## [Requirement]
Print each line from the start of the records below up through the line where "#[cfg(test)]" is found, exactly as given.

## [Material for this task]
use axum::{
    extract::{FromRequest, Request},
    Json,
};
use mongodb::bson::oid::ObjectId;
use serde::de::DeserializeOwned;
use service_core::error::AppError;

/// JSON body extractor whose rejections use the service error body.
///
/// Syntax errors, wrong field types, and a missing `content-type` all become
/// `400 Bad request` instead of axum's default 415/422 plain-text responses.
pub struct JsonBody<T>(pub T);

#[axum::async_trait]
impl<T, S> FromRequest<S> for JsonBody<T>
where
    T: DeserializeOwned + 'static,
    S: Send + Sync,
{
    type Rejection = AppError;

    async fn from_request(req: Request, state: &S) -> Result<Self, Self::Rejection> {
        let Json(value) = Json::<T>::from_request(req, state).await.map_err(|e| {
            AppError::BadRequest(anyhow::anyhow!("Json parse error: {}", e.body_text()))
        })?;
        Ok(JsonBody(value))
    }
}

/// Parse a path identifier into an `ObjectId`.
pub fn parse_object_id(raw: &str) -> Result<ObjectId, AppError> {
    ObjectId::parse_str(raw).map_err(|_| AppError::MalformedId(raw.to_string()))
}

#[cfg(test)]
mod tests {
    use super::*;

    #[test]
    fn accepts_hex_object_ids() {
        let id = ObjectId::new();
        assert_eq!(parse_object_id(&id.to_hex()).unwrap(), id);
    }

    #[test]
    fn rejects_malformed_ids() {
        for raw in ["", "123", "not-an-id", "zzzzzzzzzzzzzzzzzzzzzzzz"] {
            assert!(matches!(
                parse_object_id(raw),
                Err(AppError::MalformedId(_))
            ));
        }
    }
}
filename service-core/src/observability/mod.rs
pub mod logging;

pub use logging::{init_tracing, shutdown_tracing};
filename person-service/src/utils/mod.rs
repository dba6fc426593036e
pub mod extract;

pub use extract::{parse_object_id, JsonBody};
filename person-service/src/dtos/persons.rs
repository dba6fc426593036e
use crate::models::Person;
use chrono::SecondsFormat;
use serde::{Deserialize, Serialize};

#[derive(Debug, Clone, Serialize, Deserialize, PartialEq)]
#[serde(rename_all = "camelCase")]
pub struct PersonResponse {
    pub id: String,
    pub name: String,
    #[serde(default, skip_serializing_if = "Option::is_none")]
    pub age: Option<i32>,
    pub favorite_foods: Vec<String>,
    pub created_at: String,
    pub updated_at: String,
}

impl From<Person> for PersonResponse {
    fn from(person: Person) -> Self {
        Self {
            id: person.id.to_hex(),
            name: person.name,
            age: person.age,
            favorite_foods: person.favorite_foods,
            created_at: person.created_at.to_rfc3339_opts(SecondsFormat::Millis, true),
            updated_at: person.updated_at.to_rfc3339_opts(SecondsFormat::Millis, true),
        }
    }
}

/// Summary of a bulk delete.
#[derive(Debug, Clone, Serialize, Deserialize, PartialEq)]
#[serde(rename_all = "camelCase")]
pub struct DeleteManyResponse {
    pub acknowledged: bool,
    pub deleted_count: u64,
}

impl DeleteManyResponse {
    pub fn new(deleted_count: u64) -> Self {
        Self {
            acknowledged: true,
            deleted_count,
        }
    }
}
use crate::error::AppError;
use config::{Config as Cfg, File};
use serde::Deserialize;
use std::env;

#[derive(Debug, Deserialize, Clone)]
pub struct Config {
    #[serde(default = "default_port")]
    pub port: u16,
}

fn default_port() -> u16 {
    8080
}

impl Config {
    pub fn load() -> Result<Self, AppError> {
        dotenvy::dotenv().ok();

        let config = Cfg::builder()
            .add_source(File::with_name("configuration").required(false))
            .add_source(config::Environment::with_prefix("APP").separator("__"))
            .build()?;

        Ok(config.try_deserialize()?)
    }
}

/// Returns true when `ENVIRONMENT=prod`, in which case every setting must be
/// supplied explicitly.
pub fn is_production() -> bool {
    env::var("ENVIRONMENT").unwrap_or_else(|_| "dev".to_string()) == "prod"
}

/// Read `key` from the environment.
///
/// Outside production a missing key falls back to `default`; keys without a
/// default are always required.
pub fn get_env(key: &str, default: Option<&str>, is_prod: bool) -> Result<String, AppError> {
    match env::var(key) {
        Ok(val) => Ok(val),
        Err(_) => {
            if is_prod {
                Err(AppError::ConfigError(anyhow::anyhow!(
                    "{} is required in production but not set",
                    key
                )))
            } else if let Some(def) = default {
                Ok(def.to_string())
            } else {
                Err(AppError::ConfigError(anyhow::anyhow!(
                    "{} is required but not set",
                    key
                )))
            }
        }
    }
}

/// Like [`get_env`], but tries each key in order before giving up.
pub fn get_env_any(keys: &[&str], default: Option<&str>, is_prod: bool) -> Result<String, AppError> {
    if let Some(val) = keys.iter().find_map(|key| env::var(key).ok()) {
        return Ok(val);
    }
    let primary = keys.first().copied().unwrap_or_default();
    get_env(primary, default, is_prod)
}
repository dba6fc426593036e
pub mod health;
pub mod persons;

pub use health::{health_check, metrics, readiness_check};
pub use persons::{
    add_favorite_food, create_many_people, create_person, delete_all_named_mary,
    delete_person_by_id, find_one_by_food, find_person_by_id, list_people, update_age_by_name,
};
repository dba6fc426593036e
use crate::models::{storage_timestamp, NewPerson, Person};
use crate::services::MongoDb;
use async_trait::async_trait;
use futures::stream::TryStreamExt;
use mongodb::bson::{doc, oid::ObjectId, Document};
use mongodb::options::{FindOneAndUpdateOptions, FindOneOptions, FindOptions, ReturnDocument};
use service_core::error::AppError;

/// Storage operations behind the person handlers.
///
/// Lookups return `Ok(None)` when nothing matches; callers decide whether that
/// is a 404. Where several records match, "first" means ascending `_id`, i.e.
/// the earliest created.
#[async_trait]
pub trait PersonRepository: Send + Sync {
    async fn insert_one(&self, person: NewPerson) -> Result<Person, AppError>;

    /// Insert the whole batch in a single write.
    async fn insert_many(&self, people: Vec<NewPerson>) -> Result<Vec<Person>, AppError>;

    async fn find_all(&self) -> Result<Vec<Person>, AppError>;

    async fn find_one_by_food(&self, food: &str) -> Result<Option<Person>, AppError>;

    async fn find_by_id(&self, id: ObjectId) -> Result<Option<Person>, AppError>;

    /// Atomically append `food` to the record's favorites and return the
    /// updated record.
    async fn push_favorite_food(
        &self,
        id: ObjectId,
        food: &str,
    ) -> Result<Option<Person>, AppError>;

    /// Atomically set the age of the first record named `name` and return the
    /// updated record.
    async fn update_age_by_name(&self, name: &str, age: i32) -> Result<Option<Person>, AppError>;

    async fn delete_by_id(&self, id: ObjectId) -> Result<Option<Person>, AppError>;

    /// Delete every record whose name is exactly `name`; returns the count.
    async fn delete_many_by_name(&self, name: &str) -> Result<u64, AppError>;

    async fn health_check(&self) -> Result<(), AppError>;

    /// Release the underlying connection. Further calls may fail.
    async fn shutdown(&self);
}

#[derive(Clone)]
pub struct MongoPersonRepository {
    db: MongoDb,
}

impl MongoPersonRepository {
    pub fn new(db: MongoDb) -> Self {
        Self { db }
    }

    async fn find_one_and_update(
        &self,
        filter: Document,
        update: Document,
    ) -> Result<Option<Person>, AppError> {
        let options = FindOneAndUpdateOptions::builder()
            .sort(doc! { "_id": 1 })
            .return_document(ReturnDocument::After)
            .build();

        self.db
            .persons()
            .find_one_and_update(filter, update, options)
            .await
            .map_err(AppError::from)
    }
}

#[async_trait]
impl PersonRepository for MongoPersonRepository {
    async fn insert_one(&self, person: NewPerson) -> Result<Person, AppError> {
        let person = person.into_person(ObjectId::new(), storage_timestamp());

        self.db
            .persons()
            .insert_one(&person, None)
            .await
            .map_err(|e| {
                tracing::error!(person_id = %person.id, "Failed to insert person: {}", e);
                AppError::from(e)
            })?;

        Ok(person)
    }

    async fn insert_many(&self, people: Vec<NewPerson>) -> Result<Vec<Person>, AppError> {
        // The driver rejects an empty insert_many
        if people.is_empty() {
            return Ok(Vec::new());
        }

        let now = storage_timestamp();
        let people: Vec<Person> = people
            .into_iter()
            .map(|p| p.into_person(ObjectId::new(), now))
            .collect();

        self.db
            .persons()
            .insert_many(&people, None)
            .await
            .map_err(|e| {
                tracing::error!(count = people.len(), "Failed to insert persons: {}", e);
                AppError::from(e)
            })?;

        Ok(people)
    }

    async fn find_all(&self) -> Result<Vec<Person>, AppError> {
        let options = FindOptions::builder().sort(doc! { "_id": 1 }).build();

        let cursor = self.db.persons().find(None, options).await?;
        let people = cursor.try_collect().await?;
        Ok(people)
    }

    async fn find_one_by_food(&self, food: &str) -> Result<Option<Person>, AppError> {
        let options = FindOneOptions::builder().sort(doc! { "_id": 1 }).build();

        // Equality on an array field matches any element
        let person = self
            .db
            .persons()
            .find_one(doc! { "favoriteFoods": food }, options)
            .await?;
        Ok(person)
    }

    async fn find_by_id(&self, id: ObjectId) -> Result<Option<Person>, AppError> {
        let person = self.db.persons().find_one(doc! { "_id": id }, None).await?;
        Ok(person)
    }

    async fn push_favorite_food(
        &self,
        id: ObjectId,
        food: &str,
    ) -> Result<Option<Person>, AppError> {
        self.find_one_and_update(
            doc! { "_id": id },
            doc! {
                "$push": { "favoriteFoods": food },
                "$currentDate": { "updatedAt": true },
            },
        )
        .await
    }

    async fn update_age_by_name(&self, name: &str, age: i32) -> Result<Option<Person>, AppError> {
        self.find_one_and_update(
            doc! { "name": name },
            doc! {
                "$set": { "age": age },
                "$currentDate": { "updatedAt": true },
            },
        )
        .await
    }

    async fn delete_by_id(&self, id: ObjectId) -> Result<Option<Person>, AppError> {
        let person = self
            .db
            .persons()
            .find_one_and_delete(doc! { "_id": id }, None)
            .await?;
        Ok(person)
    }

    async fn delete_many_by_name(&self, name: &str) -> Result<u64, AppError> {
        let result = self
            .db
            .persons()
            .delete_many(doc! { "name": name }, None)
            .await?;
        Ok(result.deleted_count)
    }

    async fn health_check(&self) -> Result<(), AppError> {
        self.db.health_check().await
    }

    async fn shutdown(&self) {
        self.db.shutdown().await;
    }
}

## [Answer below]
use axum::{
    extract::{FromRequest, Request},
    Json,
};
use mongodb::bson::oid::ObjectId;
use serde::de::DeserializeOwned;
use service_core::error::AppError;

/// JSON body extractor whose rejections use the service error body.
///
/// Syntax errors, wrong field types, and a missing `content-type` all become
/// `400 Bad request` instead of axum's default 415/422 plain-text responses.
pub struct JsonBody<T>(pub T);

#[axum::async_trait]
impl<T, S> FromRequest<S> for JsonBody<T>
where
    T: DeserializeOwned + 'static,
    S: Send + Sync,
{
    type Rejection = AppError;

    async fn from_request(req: Request, state: &S) -> Result<Self, Self::Rejection> {
        let Json(value) = Json::<T>::from_request(req, state).await.map_err(|e| {
            AppError::BadRequest(anyhow::anyhow!("Json parse error: {}", e.body_text()))
        })?;
        Ok(JsonBody(value))
    }
}

/// Parse a path identifier into an `ObjectId`.
pub fn parse_object_id(raw: &str) -> Result<ObjectId, AppError> {
    ObjectId::parse_str(raw).map_err(|_| AppError::MalformedId(raw.to_string()))
}

#[cfg(test)]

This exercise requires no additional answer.